Thinking Allowed - Including musings by Daan Spijer.

From the Kitchen

January 18, 2012

From the Kitchen #139

In my last post I ruminated on the role of money in the way we value ourselves and what we do.  Is community life possible without money or its equivalent?  A related question is, can a family or a small community be truly independent of all others?

An increasing number of people is contemplating or already experimenting with the idea of self-sufficiency.  But can there be true self-sufficiency without recourse to goods and services from ‘outside’?  Is it even desirable to have a large number of people be self-sufficient? On the other hand, do we want to continue on the path of ever-increasing and almost total interconnectivity?  Is the phenomenon of the ‘global village’ the driving force behind our increasing pillaging and degradation of everything around us, or is this a separate, unconnected development?  Or do both come out of a common origin?

Are we, as some spiritual teachings would have it, all one, or are we basically alone, individual and unable to truly connect?  It is possible that wealth for the individual can be measured in terms of the ability to feel at-one with all that exists, that it has nothing to do with external objects or how we are considered by others.  According to some teachings and supported by quantum physics, everything we apprehend with our five ‘normal’ senses is an illusion.  What is ‘real’ is to be sensed and interacted with in a different way.  The question then arises, does everything in the ‘real’ world actually matter?  If the material world – the world we commonly interact with – is an illusion, is there anything of value to be found there?

If our physical universe is only a part of ‘all that is’, or one aspect of it, or a projection of it, how important is it?  There are many and disparate beliefs about who we truly are and what our relationship to everything ‘not us’ is.  Many of these beliefs involve the notions that we (humans) are soul or spirit inhabiting a physical body.  Because these beliefs are held by humans with physical bodies, they are mostly predicated on our being in this physical world, in physical bodies.  They differ in their notions of where we would be if we could no longer exist physically.

To many people, all this would be very esoteric, if not irrelevant.  They ‘exist’ totally in the physical world and this informs how they live.  Their notion of value comes completely from their relationship with the physical world and with the other people who inhabit it.  They appear to have no notion of the world around them other than in terms of how it impacts on their personal value.  Exploitation is normal and conservation is irrelevant and even damaging to their won value in the world.

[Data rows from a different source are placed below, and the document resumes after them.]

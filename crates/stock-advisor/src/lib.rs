//! # stock-advisor
//!
//! Portfolio mirror, anti-advice oracle and debate coach for stock
//! allocations.
//!
//! ## Flow
//!
//! ```text
//! portfolio [{ticker, percentage}]
//!     │
//!     ├──▶ validate_portfolio ──▶ MarketData::enrich ──▶ EnrichedHolding[]
//!     │                             (live quote, or fallback per ticker)
//!     │                                     │
//!     │                 ┌───────────────────┼─────────────────────┐
//!     │                 ▼                   ▼                     ▼
//!     │          compute_metrics     generate_reflections   PortfolioAnalysis
//!     │                 │                   │
//!     │                 └───────▶ MirrorReport / AnalysisReport
//!     │
//!     └──▶ generate_warnings ──▶ OracleReport (no quotes needed)
//! ```
//!
//! ## Example
//!
//! ```text
//! TCS  60%  +20%   "Your past self would be excited ..."
//! INFY 40%   -5%   "Your past self would be concerned ..."
//!
//! weighted return = 20 × 0.6 + (-5) × 0.4 = +10%
//! ```

pub mod advice;
pub mod analysis;
pub mod coach;
pub mod error;
pub mod market;
pub mod metrics;
pub mod model;
pub mod quote;
pub mod report;

pub use analysis::PortfolioAnalysis;
pub use coach::{DebateCoach, DEBATE_COACH_PROMPT, FALLBACK_REPLY};
pub use error::{AdvisorError, Result};
pub use market::MarketData;
pub use metrics::compute_metrics;
pub use model::{Allocation, DataSource, EnrichedHolding, PortfolioMetrics, Quote, QuoteSource};
pub use quote::QuoteProvider;
pub use report::{AnalysisReport, MirrorReport, OracleReport};
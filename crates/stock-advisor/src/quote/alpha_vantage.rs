//! Alpha Vantage Client
//!
//! Live quotes from the `TIME_SERIES_DAILY` endpoint. The latest close is the
//! price; the return compares it with the close roughly one trading year
//! (252 sessions) earlier, or the oldest close available when the series is
//! shorter.

use std::collections::BTreeMap;
use std::time::Duration;

use async_trait::async_trait;
use rust_decimal::Decimal;
use rust_decimal_macros::dec;
use serde::Deserialize;

use super::QuoteProvider;
use crate::error::{AdvisorError, Result};
use crate::metrics::round_one;
use crate::model::{Quote, QuoteSource};

const DEFAULT_BASE_URL: &str = "https://www.alphavantage.co/query";

/// Trading sessions in a year
const TRADING_YEAR: usize = 252;

#[derive(Clone, Debug)]
pub struct AlphaVantageConfig {
    pub api_key: String,
    pub base_url: String,
    pub timeout_secs: u64,
    /// Sessions between the base close and the latest close
    pub lookback_sessions: usize,
}

impl Default for AlphaVantageConfig {
    fn default() -> Self {
        Self {
            api_key: "demo".into(),
            base_url: DEFAULT_BASE_URL.into(),
            timeout_secs: 10,
            lookback_sessions: TRADING_YEAR,
        }
    }
}

impl AlphaVantageConfig {
    pub fn from_env() -> Self {
        let defaults = Self::default();
        Self {
            api_key: std::env::var("ALPHA_VANTAGE_API_KEY").unwrap_or(defaults.api_key),
            base_url: std::env::var("ALPHA_VANTAGE_BASE_URL").unwrap_or(defaults.base_url),
            timeout_secs: std::env::var("ALPHA_VANTAGE_TIMEOUT_SECS")
                .ok()
                .and_then(|t| t.parse().ok())
                .unwrap_or(defaults.timeout_secs),
            ..defaults
        }
    }
}

/// Live quote provider backed by Alpha Vantage
pub struct AlphaVantageClient {
    http: reqwest::Client,
    config: AlphaVantageConfig,
}

impl AlphaVantageClient {
    pub fn new(config: AlphaVantageConfig) -> Result<Self> {
        if config.api_key.trim().is_empty() {
            return Err(AdvisorError::Config("ALPHA_VANTAGE_API_KEY is empty".into()));
        }
        let http = reqwest::Client::builder()
            .timeout(Duration::from_secs(config.timeout_secs))
            .build()?;
        Ok(Self { http, config })
    }

    pub fn from_env() -> Result<Self> {
        Self::new(AlphaVantageConfig::from_env())
    }

    pub const fn config(&self) -> &AlphaVantageConfig {
        &self.config
    }
}

#[derive(Debug, Deserialize)]
struct DailySeriesResponse {
    #[serde(rename = "Time Series (Daily)")]
    time_series: Option<BTreeMap<String, DailyBar>>,

    #[serde(rename = "Note")]
    note: Option<String>,

    #[serde(rename = "Information")]
    information: Option<String>,

    #[serde(rename = "Error Message")]
    error_message: Option<String>,
}

#[derive(Debug, Deserialize)]
struct DailyBar {
    #[serde(rename = "4. close")]
    close: String,
}

/// Turn a raw response body into a quote, or explain why it is unusable
fn parse_series(ticker: &str, body: DailySeriesResponse, lookback: usize) -> Result<Quote> {
    if let Some(message) = body.error_message {
        return Err(AdvisorError::UpstreamUnavailable(format!("{ticker}: {message}")));
    }
    // Rate-limit and premium-endpoint notices come back as 200s
    if let Some(notice) = body.note.or(body.information) {
        return Err(AdvisorError::UpstreamUnavailable(format!("{ticker}: {notice}")));
    }
    let series = body.time_series.ok_or_else(|| {
        AdvisorError::UpstreamUnavailable(format!("{ticker}: response has no daily series"))
    })?;

    // ISO dates sort chronologically
    let closes: Vec<&DailyBar> = series.values().collect();
    if closes.len() < 2 {
        return Err(AdvisorError::UpstreamUnavailable(format!(
            "{ticker}: need at least two closes, got {}",
            closes.len()
        )));
    }

    let latest = parse_close(ticker, closes[closes.len() - 1])?;
    let base = parse_close(ticker, closes[closes.len().saturating_sub(lookback.max(1))])?;
    if base <= Decimal::ZERO {
        return Err(AdvisorError::UpstreamUnavailable(format!("{ticker}: base close is zero")));
    }

    let percent_return = round_one((latest - base) / base * dec!(100));
    Ok(Quote::new(ticker, latest, percent_return, QuoteSource::Live))
}

fn parse_close(ticker: &str, bar: &DailyBar) -> Result<Decimal> {
    bar.close.trim().parse::<Decimal>().map_err(|e| {
        AdvisorError::UpstreamUnavailable(format!("{ticker}: bad close '{}': {e}", bar.close))
    })
}

#[async_trait]
impl QuoteProvider for AlphaVantageClient {
    async fn fetch_quote(&self, ticker: &str) -> Result<Quote> {
        let symbol = ticker.trim().to_uppercase();
        tracing::info!(ticker = %symbol, "fetching daily series from Alpha Vantage");

        let body: DailySeriesResponse = self
            .http
            .get(&self.config.base_url)
            .query(&[
                ("function", "TIME_SERIES_DAILY"),
                ("symbol", symbol.as_str()),
                ("apikey", self.config.api_key.as_str()),
                ("outputsize", "compact"),
            ])
            .send()
            .await?
            .error_for_status()?
            .json()
            .await?;

        let quote = parse_series(&symbol, body, self.config.lookback_sessions)?;
        tracing::info!(
            ticker = %symbol,
            price = %quote.price,
            percent_return = %quote.percent_return,
            "fetched live quote"
        );
        Ok(quote)
    }

    async fn health_check(&self) -> bool {
        !self.config.api_key.trim().is_empty()
    }

    fn name(&self) -> &str {
        "AlphaVantage"
    }
}

#[cfg(test)]
mod tests {
    use super::*;

    fn body(json: &str) -> DailySeriesResponse {
        serde_json::from_str(json).unwrap()
    }

    const THREE_DAYS: &str = r#"{
        "Meta Data": {"2. Symbol": "IBM"},
        "Time Series (Daily)": {
            "2024-03-01": {"1. open": "100.0", "4. close": "100.0000", "5. volume": "10"},
            "2024-03-04": {"1. open": "101.0", "4. close": "104.5000", "5. volume": "11"},
            "2024-03-05": {"1. open": "110.0", "4. close": "110.0000", "5. volume": "12"}
        }
    }"#;

    #[test]
    fn test_return_against_oldest_when_series_is_short() {
        let quote = parse_series("IBM", body(THREE_DAYS), TRADING_YEAR).unwrap();
        assert_eq!(quote.ticker, "IBM");
        assert_eq!(quote.price, dec!(110));
        assert_eq!(quote.percent_return, dec!(10));
        assert_eq!(quote.source, QuoteSource::Live);
    }

    #[test]
    fn test_return_against_lookback_close() {
        // lookback 2 of 3 closes: base is 2024-03-04 at 104.5
        let quote = parse_series("IBM", body(THREE_DAYS), 2).unwrap();
        // (110 - 104.5) / 104.5 * 100 = 5.263...
        assert_eq!(quote.percent_return, dec!(5.3));
    }

    #[test]
    fn test_zero_lookback_compares_latest_to_itself() {
        let quote = parse_series("IBM", body(THREE_DAYS), 0).unwrap();
        assert_eq!(quote.price, dec!(110));
        assert_eq!(quote.percent_return, Decimal::ZERO);
    }

    #[test]
    fn test_rate_limit_note_is_upstream_failure() {
        let result = parse_series(
            "IBM",
            body(r#"{"Note": "Thank you for using Alpha Vantage! Our standard API rate limit is 25 requests per day."}"#),
            TRADING_YEAR,
        );
        assert!(matches!(
            result,
            Err(AdvisorError::UpstreamUnavailable(msg)) if msg.contains("rate limit")
        ));
    }

    #[test]
    fn test_error_message_is_upstream_failure() {
        let result = parse_series(
            "NOPE",
            body(r#"{"Error Message": "Invalid API call."}"#),
            TRADING_YEAR,
        );
        assert!(matches!(
            result,
            Err(AdvisorError::UpstreamUnavailable(msg)) if msg.contains("Invalid API call")
        ));
    }

    #[test]
    fn test_single_close_is_not_enough() {
        let result = parse_series(
            "IBM",
            body(r#"{"Time Series (Daily)": {"2024-03-05": {"4. close": "110.0"}}}"#),
            TRADING_YEAR,
        );
        assert!(result.is_err());
    }

    #[test]
    fn test_unparseable_close() {
        let result = parse_series(
            "IBM",
            body(r#"{"Time Series (Daily)": {
                "2024-03-04": {"4. close": "n/a"},
                "2024-03-05": {"4. close": "110.0"}
            }}"#),
            TRADING_YEAR,
        );
        assert!(result.is_err());
    }

    #[test]
    fn test_empty_api_key_is_config_error() {
        let config = AlphaVantageConfig {
            api_key: " ".into(),
            ..Default::default()
        };
        assert!(matches!(AlphaVantageClient::new(config), Err(AdvisorError::Config(_))));
    }
}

I would argue that, the less that people believe there is anything other than the physical world, the more they are bent on exploiting that physical world and the less they have a notion of an essential interactivity and interdependence of everything in that physical world.  They are, therefore, prepared to destroy the world around them in order to survive.

I do not think that it can be denied that there is an increasing degradation of our physical environment on this planet and I think it would be difficult to argue that the behaviour of humans is largely responsible for this.

Even those people who believe that the physical world is all we need and all that there is, seek environments – whether periodically or permanently – that nourish them in a largely indefinable way.  They try to surround themselves with things of beauty and pieces of ‘nature’; or they go on holidays into the mountains or by the sea or in the forest or on farms; or they simply seek to escape from the day-to-day effort of adding to or maintaining their perceived personal value.  Yet, the gaps in their struggle for material value are where they nourish themselves: the moments of stillness; the periods of daydreaming; the annual holiday away from home; the walks through an art gallery or a park; the few hours at a concert or at the pub or in a restaurant; planting flowers or vegetables; spending ten minutes reading someone’s musings on a blog.

For many people it is the gaps that make the relentless pursuits and activities bearable.  Some people have cottoned on to this conundrum and have inverted their lives, so that their sense of value lies in what others would consider a ‘hippy’ lifestyle and they pursue monetary value only in order to support their choice of lifestyle.